Set the following entries down again exactly, line by line.
--- START ---
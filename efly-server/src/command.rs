//! Command descriptors.

use efly_facade::reply::ReplySink;
use efly_transaction::{CmdBinding, KeySpec};

use crate::conn_context::ConnectionContext;
use crate::service::Service;

/// Option flags carried by a command descriptor.
pub mod copt {
    /// The command mutates keyspace state.
    pub const WRITE: u32 = 1;
    /// The command only reads keyspace state.
    pub const READONLY: u32 = 1 << 1;
    /// The command completes without suspending on other shards.
    pub const FAST: u32 = 1 << 2;
    /// The command is admitted while the service is still loading.
    pub const LOADING: u32 = 1 << 3;
    /// The command may not be called from inside a script.
    pub const NOSCRIPT: u32 = 1 << 4;
    /// Administrative command; rejected inside transactions.
    pub const ADMIN: u32 = 1 << 5;
    /// The command requires a global transaction over every shard.
    pub const GLOBAL_TRANS: u32 = 1 << 6;
}

/// Handler callback invoked once all dispatch gates have passed.
pub type CmdHandler = fn(&Service, &[Vec<u8>], &mut ConnectionContext, &mut dyn ReplySink);

/// Extra validation predicate run after the arity checks.
///
/// A failing validator owns emitting its error reply and returns `false` to stop the dispatch.
pub type CmdValidator = fn(&[Vec<u8>], &mut dyn ReplySink) -> bool;

fn unset_handler(_: &Service, args: &[Vec<u8>], _: &mut ConnectionContext, sink: &mut dyn ReplySink) {
    let name = String::from_utf8_lossy(&args[0]).into_owned();
    sink.send_error(&format!("command '{name}' has no registered handler"));
}

/// One command table entry: identity, arity, key layout, flags, validator, handler.
#[derive(Debug, Clone)]
pub struct CommandId {
    name: &'static str,
    opt_mask: u32,
    arity: i32,
    key_spec: KeySpec,
    validator: Option<CmdValidator>,
    handler: CmdHandler,
}

impl CommandId {
    /// Builder-style constructor mirroring the registration table layout:
    /// name, flags, arity, first key, last key, key step.
    #[must_use]
    pub fn new(
        name: &'static str,
        opt_mask: u32,
        arity: i32,
        first_key: u32,
        last_key: i32,
        key_step: u32,
    ) -> Self {
        let key_spec = if first_key == 0 {
            KeySpec::none()
        } else {
            KeySpec::new(first_key, last_key, key_step)
        };
        Self {
            name,
            opt_mask,
            arity,
            key_spec,
            validator: None,
            handler: unset_handler,
        }
    }

    /// Installs the handler callback.
    #[must_use]
    pub fn set_handler(mut self, handler: CmdHandler) -> Self {
        self.handler = handler;
        self
    }

    /// Installs an extra validator predicate.
    #[must_use]
    pub fn with_validator(mut self, validator: CmdValidator) -> Self {
        self.validator = Some(validator);
        self
    }

    /// Canonical uppercase command name.
    #[must_use]
    pub fn name(&self) -> &'static str {
        self.name
    }

    /// Option flag mask over [`copt`].
    #[must_use]
    pub fn opt_mask(&self) -> u32 {
        self.opt_mask
    }

    /// Signed arity: positive is an exact argument count, negative a minimum.
    #[must_use]
    pub fn arity(&self) -> i32 {
        self.arity
    }

    /// Key layout metadata.
    #[must_use]
    pub fn key_spec(&self) -> &KeySpec {
        &self.key_spec
    }

    /// First key position (`0` means no keys).
    #[must_use]
    pub fn first_key_pos(&self) -> u32 {
        self.key_spec.first_key
    }

    /// Last key position (`-1` means "to end").
    #[must_use]
    pub fn last_key_pos(&self) -> i32 {
        self.key_spec.last_key
    }

    /// Distance between consecutive keys.
    #[must_use]
    pub fn key_arg_step(&self) -> u32 {
        self.key_spec.key_step
    }

    /// Whether the command can reference more than one key.
    #[must_use]
    pub fn is_multi_key(&self) -> bool {
        self.key_spec.has_keys()
            && (self.key_spec.last_key < 0
                || self.key_spec.last_key as u32 > self.key_spec.first_key)
    }

    /// Whether dispatch must bind a transaction envelope for this command.
    #[must_use]
    pub fn is_transactional(&self) -> bool {
        self.key_spec.has_keys()
            || self.opt_mask & copt::GLOBAL_TRANS != 0
            || matches!(self.name, "EVAL" | "EVALSHA")
    }

    /// Envelope metadata handed to the transaction layer.
    #[must_use]
    pub fn binding(&self) -> CmdBinding {
        let is_script = matches!(self.name, "EVAL" | "EVALSHA");
        CmdBinding {
            name: self.name,
            key_spec: self.key_spec,
            is_global: self.opt_mask & copt::GLOBAL_TRANS != 0,
            // Scripts are treated as writers until static read-only detection exists.
            is_write: self.opt_mask & copt::WRITE != 0 || is_script,
        }
    }

    /// Runs the descriptor's validator; `true` means the dispatch proceeds.
    pub fn validate(&self, args: &[Vec<u8>], sink: &mut dyn ReplySink) -> bool {
        self.validator.is_none_or(|validator| validator(args, sink))
    }

    /// Invokes the handler.
    pub fn invoke(
        &self,
        service: &Service,
        args: &[Vec<u8>],
        cntx: &mut ConnectionContext,
        sink: &mut dyn ReplySink,
    ) {
        (self.handler)(service, args, cntx, sink);
    }
}

#[cfg(test)]
mod tests {
    use super::{CommandId, copt};
    use googletest::prelude::*;
    use rstest::rstest;

    #[rstest]
    fn keyless_commands_are_not_transactional_without_flags() {
        let ping = CommandId::new("PING", copt::LOADING | copt::FAST, -1, 0, 0, 0);
        assert_that!(ping.is_transactional(), eq(false));
        assert_that!(ping.is_multi_key(), eq(false));
    }

    #[rstest]
    fn global_trans_flag_forces_transactional() {
        let exec = CommandId::new("EXEC", copt::GLOBAL_TRANS | copt::NOSCRIPT, 1, 0, 0, 0);
        assert_that!(exec.is_transactional(), eq(true));
        assert_that!(exec.binding().is_global, eq(true));
    }

    #[rstest]
    fn eval_is_transactional_and_treated_as_writer() {
        let eval = CommandId::new("EVAL", copt::NOSCRIPT, -3, 0, 0, 0);
        assert_that!(eval.is_transactional(), eq(true));
        assert_that!(eval.binding().is_write, eq(true));
    }

    #[rstest]
    fn key_layout_accessors_reflect_registration() {
        let mset = CommandId::new("MSET", copt::WRITE, -3, 1, -1, 2);
        assert_that!(mset.first_key_pos(), eq(1));
        assert_that!(mset.last_key_pos(), eq(-1));
        assert_that!(mset.key_arg_step(), eq(2));
        assert_that!(mset.is_multi_key(), eq(true));
        assert_that!(mset.is_transactional(), eq(true));
    }
}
--- END ---
#### Final answer
filename efly-server/src/command.rs
//! Command descriptors.

use efly_facade::reply::ReplySink;
use efly_transaction::{CmdBinding, KeySpec};

use crate::conn_context::ConnectionContext;
use crate::service::Service;

/// Option flags carried by a command descriptor.
pub mod copt {
    /// The command mutates keyspace state.
    pub const WRITE: u32 = 1;
    /// The command only reads keyspace state.
    pub const READONLY: u32 = 1 << 1;
    /// The command completes without suspending on other shards.
    pub const FAST: u32 = 1 << 2;
    /// The command is admitted while the service is still loading.
    pub const LOADING: u32 = 1 << 3;
    /// The command may not be called from inside a script.
    pub const NOSCRIPT: u32 = 1 << 4;
    /// Administrative command; rejected inside transactions.
    pub const ADMIN: u32 = 1 << 5;
    /// The command requires a global transaction over every shard.
    pub const GLOBAL_TRANS: u32 = 1 << 6;
}

/// Handler callback invoked once all dispatch gates have passed.
pub type CmdHandler = fn(&Service, &[Vec<u8>], &mut ConnectionContext, &mut dyn ReplySink);

/// Extra validation predicate run after the arity checks.
///
/// A failing validator owns emitting its error reply and returns `false` to stop the dispatch.
pub type CmdValidator = fn(&[Vec<u8>], &mut dyn ReplySink) -> bool;

fn unset_handler(_: &Service, args: &[Vec<u8>], _: &mut ConnectionContext, sink: &mut dyn ReplySink) {
    let name = String::from_utf8_lossy(&args[0]).into_owned();
    sink.send_error(&format!("command '{name}' has no registered handler"));
}

/// One command table entry: identity, arity, key layout, flags, validator, handler.
#[derive(Debug, Clone)]
pub struct CommandId {
    name: &'static str,
    opt_mask: u32,
    arity: i32,
    key_spec: KeySpec,
    validator: Option<CmdValidator>,
    handler: CmdHandler,
}

impl CommandId {
    /// Builder-style constructor mirroring the registration table layout:
    /// name, flags, arity, first key, last key, key step.
    #[must_use]
    pub fn new(
        name: &'static str,
        opt_mask: u32,
        arity: i32,
        first_key: u32,
        last_key: i32,
        key_step: u32,
    ) -> Self {
        let key_spec = if first_key == 0 {
            KeySpec::none()
        } else {
            KeySpec::new(first_key, last_key, key_step)
        };
        Self {
            name,
            opt_mask,
            arity,
            key_spec,
            validator: None,
            handler: unset_handler,
        }
    }

    /// Installs the handler callback.
    #[must_use]
    pub fn set_handler(mut self, handler: CmdHandler) -> Self {
        self.handler = handler;
        self
    }

    /// Installs an extra validator predicate.
    #[must_use]
    pub fn with_validator(mut self, validator: CmdValidator) -> Self {
        self.validator = Some(validator);
        self
    }

    /// Canonical uppercase command name.
    #[must_use]
    pub fn name(&self) -> &'static str {
        self.name
    }

    /// Option flag mask over [`copt`].
    #[must_use]
    pub fn opt_mask(&self) -> u32 {
        self.opt_mask
    }

    /// Signed arity: positive is an exact argument count, negative a minimum.
    #[must_use]
    pub fn arity(&self) -> i32 {
        self.arity
    }

    /// Key layout metadata.
    #[must_use]
    pub fn key_spec(&self) -> &KeySpec {
        &self.key_spec
    }

    /// First key position (`0` means no keys).
    #[must_use]
    pub fn first_key_pos(&self) -> u32 {
        self.key_spec.first_key
    }

    /// Last key position (`-1` means "to end").
    #[must_use]
    pub fn last_key_pos(&self) -> i32 {
        self.key_spec.last_key
    }

    /// Distance between consecutive keys.
    #[must_use]
    pub fn key_arg_step(&self) -> u32 {
        self.key_spec.key_step
    }

    /// Whether the command can reference more than one key.
    #[must_use]
    pub fn is_multi_key(&self) -> bool {
        self.key_spec.has_keys()
            && (self.key_spec.last_key < 0
                || self.key_spec.last_key as u32 > self.key_spec.first_key)
    }

    /// Whether dispatch must bind a transaction envelope for this command.
    #[must_use]
    pub fn is_transactional(&self) -> bool {
        self.key_spec.has_keys()
            || self.opt_mask & copt::GLOBAL_TRANS != 0
            || matches!(self.name, "EVAL" | "EVALSHA")
    }

    /// Envelope metadata handed to the transaction layer.
    #[must_use]
    pub fn binding(&self) -> CmdBinding {
        let is_script = matches!(self.name, "EVAL" | "EVALSHA");
        CmdBinding {
            name: self.name,
            key_spec: self.key_spec,
            is_global: self.opt_mask & copt::GLOBAL_TRANS != 0,
            // Scripts are treated as writers until static read-only detection exists.
            is_write: self.opt_mask & copt::WRITE != 0 || is_script,
        }
    }

    /// Runs the descriptor's validator; `true` means the dispatch proceeds.
    pub fn validate(&self, args: &[Vec<u8>], sink: &mut dyn ReplySink) -> bool {
        self.validator.is_none_or(|validator| validator(args, sink))
    }

    /// Invokes the handler.
    pub fn invoke(
        &self,
        service: &Service,
        args: &[Vec<u8>],
        cntx: &mut ConnectionContext,
        sink: &mut dyn ReplySink,
    ) {
        (self.handler)(service, args, cntx, sink);
    }
}

#[cfg(test)]
mod tests {
    use super::{CommandId, copt};
    use googletest::prelude::*;
    use rstest::rstest;

    #[rstest]
    fn keyless_commands_are_not_transactional_without_flags() {
        let ping = CommandId::new("PING", copt::LOADING | copt::FAST, -1, 0, 0, 0);
        assert_that!(ping.is_transactional(), eq(false));
        assert_that!(ping.is_multi_key(), eq(false));
    }

    #[rstest]
    fn global_trans_flag_forces_transactional() {
        let exec = CommandId::new("EXEC", copt::GLOBAL_TRANS | copt::NOSCRIPT, 1, 0, 0, 0);
        assert_that!(exec.is_transactional(), eq(true));
        assert_that!(exec.binding().is_global, eq(true));
    }

    #[rstest]
    fn eval_is_transactional_and_treated_as_writer() {
        let eval = CommandId::new("EVAL", copt::NOSCRIPT, -3, 0, 0, 0);
        assert_that!(eval.is_transactional(), eq(true));
        assert_that!(eval.binding().is_write, eq(true));
    }

    #[rstest]
    fn key_layout_accessors_reflect_registration() {
        let mset = CommandId::new("MSET", copt::WRITE, -3, 1, -1, 2);
        assert_that!(mset.first_key_pos(), eq(1));
        assert_that!(mset.last_key_pos(), eq(-1));
        assert_that!(mset.key_arg_step(), eq(2));
        assert_that!(mset.is_multi_key(), eq(true));
        assert_that!(mset.is_transactional(), eq(true));
    }
}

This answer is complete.